Your answer should be one number: the count of lines in these entries that hold the word "Some".

(Saved entries)
··········

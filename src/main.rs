// Module-specific lints configuration
#![allow(clippy::uninlined_format_args)]

use anyhow::{Context, Result};
use clap::error::ErrorKind;
use clap::{CommandFactory, Parser, Subcommand, ValueEnum};
use clap_complete::{Shell, generate};
use log::{LevelFilter, error};
use std::path::PathBuf;
use std::process::ExitCode;

use caption_validator::app_config::{self, Config};
use caption_validator::app_controller::Controller;
use caption_validator::logging::CustomLogger;
use caption_validator::validation::{TimeWindow, ValidationRequest};

/// CLI Wrapper for LogLevel to implement ValueEnum
#[derive(Debug, Clone, ValueEnum)]
enum CliLogLevel {
    Error,
    Warn,
    Info,
    Debug,
    Trace,
}

impl From<CliLogLevel> for app_config::LogLevel {
    fn from(cli_level: CliLogLevel) -> Self {
        match cli_level {
            CliLogLevel::Error => app_config::LogLevel::Error,
            CliLogLevel::Warn => app_config::LogLevel::Warn,
            CliLogLevel::Info => app_config::LogLevel::Info,
            CliLogLevel::Debug => app_config::LogLevel::Debug,
            CliLogLevel::Trace => app_config::LogLevel::Trace,
        }
    }
}

#[derive(Subcommand, Debug)]
enum Commands {
    /// Generate shell completions for caption-validator
    Completions {
        /// Shell to generate completions for
        #[arg(value_enum)]
        shell: Shell,
    },
}

/// caption-validator - WebVTT and SRT caption checks
///
/// Checks that a caption file covers a time window well enough and that its
/// text is in the expected language.
#[derive(Parser, Debug)]
#[command(name = "caption-validator")]
#[command(version)]
#[command(about = "Validate caption coverage and language")]
#[command(long_about = "caption-validator reads a WebVTT or SRT file, measures how much of a time window
its cues cover and asks a language detection service what language the text is in.

Each failed check is printed to stdout as one JSON object per line. Nothing is
printed when every check passes.

EXAMPLES:
    caption-validator --t-end 120 --endpoint http://localhost:8081/detect movie.vtt
    caption-validator --t-start 30 --t-end 90 --coverage 95 --endpoint http://localhost:8081/detect movie.srt
    caption-validator --config validator.json movie.vtt
    caption-validator completions bash > caption-validator.bash

EXIT CODES:
    0  the file was evaluated (failures, if any, are on stdout)
    1  the file could not be evaluated (bad arguments, unreadable or unsupported file)")]
#[command(args_conflicts_with_subcommands = true)]
struct CommandLineOptions {
    #[command(subcommand)]
    command: Option<Commands>,

    /// Caption file to validate
    #[arg(value_name = "CAPTIONS_PATH")]
    input_path: Option<PathBuf>,

    /// Start of the time window in seconds
    #[arg(long = "t-start", alias = "t_start", default_value_t = 0.0, allow_negative_numbers = true)]
    t_start: f64,

    /// End of the time window in seconds
    #[arg(long = "t-end", alias = "t_end", default_value_t = 0.0, allow_negative_numbers = true)]
    t_end: f64,

    /// Required coverage percentage (default: 80, or the config file value)
    #[arg(short, long)]
    coverage: Option<f64>,

    /// Language detection endpoint URL
    #[arg(short, long, env = "CAPTION_VALIDATOR_ENDPOINT")]
    endpoint: Option<String>,

    /// Language detection request timeout in seconds
    #[arg(long)]
    timeout_secs: Option<u64>,

    /// Configuration file path
    #[arg(long = "config", value_name = "CONFIG_PATH")]
    config_path: Option<PathBuf>,

    /// Set logging level
    #[arg(short, long, value_enum)]
    log_level: Option<CliLogLevel>,
}

#[tokio::main]
async fn main() -> ExitCode {
    let _ = CustomLogger::init(LevelFilter::Warn);

    let cli = match CommandLineOptions::try_parse() {
        Ok(cli) => cli,
        Err(e) => {
            let _ = e.print();
            return match e.kind() {
                ErrorKind::DisplayHelp | ErrorKind::DisplayVersion => ExitCode::SUCCESS,
                _ => ExitCode::FAILURE,
            };
        }
    };

    if let Some(Commands::Completions { shell }) = cli.command {
        let mut cmd = CommandLineOptions::command();
        generate(shell, &mut cmd, "caption-validator", &mut std::io::stdout());
        return ExitCode::SUCCESS;
    }

    match run_validate(cli).await {
        Ok(()) => ExitCode::SUCCESS,
        Err(e) => {
            error!("{:#}", e);
            ExitCode::FAILURE
        }
    }
}

/// Merge the config file with command-line overrides
fn build_config(options: &CommandLineOptions) -> Result<Config> {
    let mut config = match &options.config_path {
        Some(path) => Config::from_file(path)?,
        None => Config::default(),
    };

    if let Some(coverage) = options.coverage {
        config.required_coverage = coverage;
    }
    if let Some(endpoint) = &options.endpoint {
        config.language.endpoint = endpoint.clone();
    }
    if let Some(timeout_secs) = options.timeout_secs {
        config.language.timeout_secs = timeout_secs;
    }
    if let Some(level) = &options.log_level {
        config.log_level = level.clone().into();
    }

    Ok(config)
}

async fn run_validate(options: CommandLineOptions) -> Result<()> {
    // Apply the command-line level first so config loading problems are visible
    if let Some(level) = &options.log_level {
        let level: app_config::LogLevel = level.clone().into();
        CustomLogger::set_level(level.to_level_filter());
    }

    let config = build_config(&options)?;
    CustomLogger::set_level(config.log_level.to_level_filter());

    let input_path = options
        .input_path
        .context("CAPTIONS_PATH is required when no subcommand is specified")?;

    let window = TimeWindow::new(options.t_start, options.t_end)?;
    let request = ValidationRequest {
        window,
        required_coverage: config.required_coverage,
    };

    let controller = Controller::with_config(config)?;

    let mut stdout = std::io::stdout().lock();
    controller.run(&input_path, &request, &mut stdout).await?;
    Ok(())
}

··········

Exercise solution ▸ 7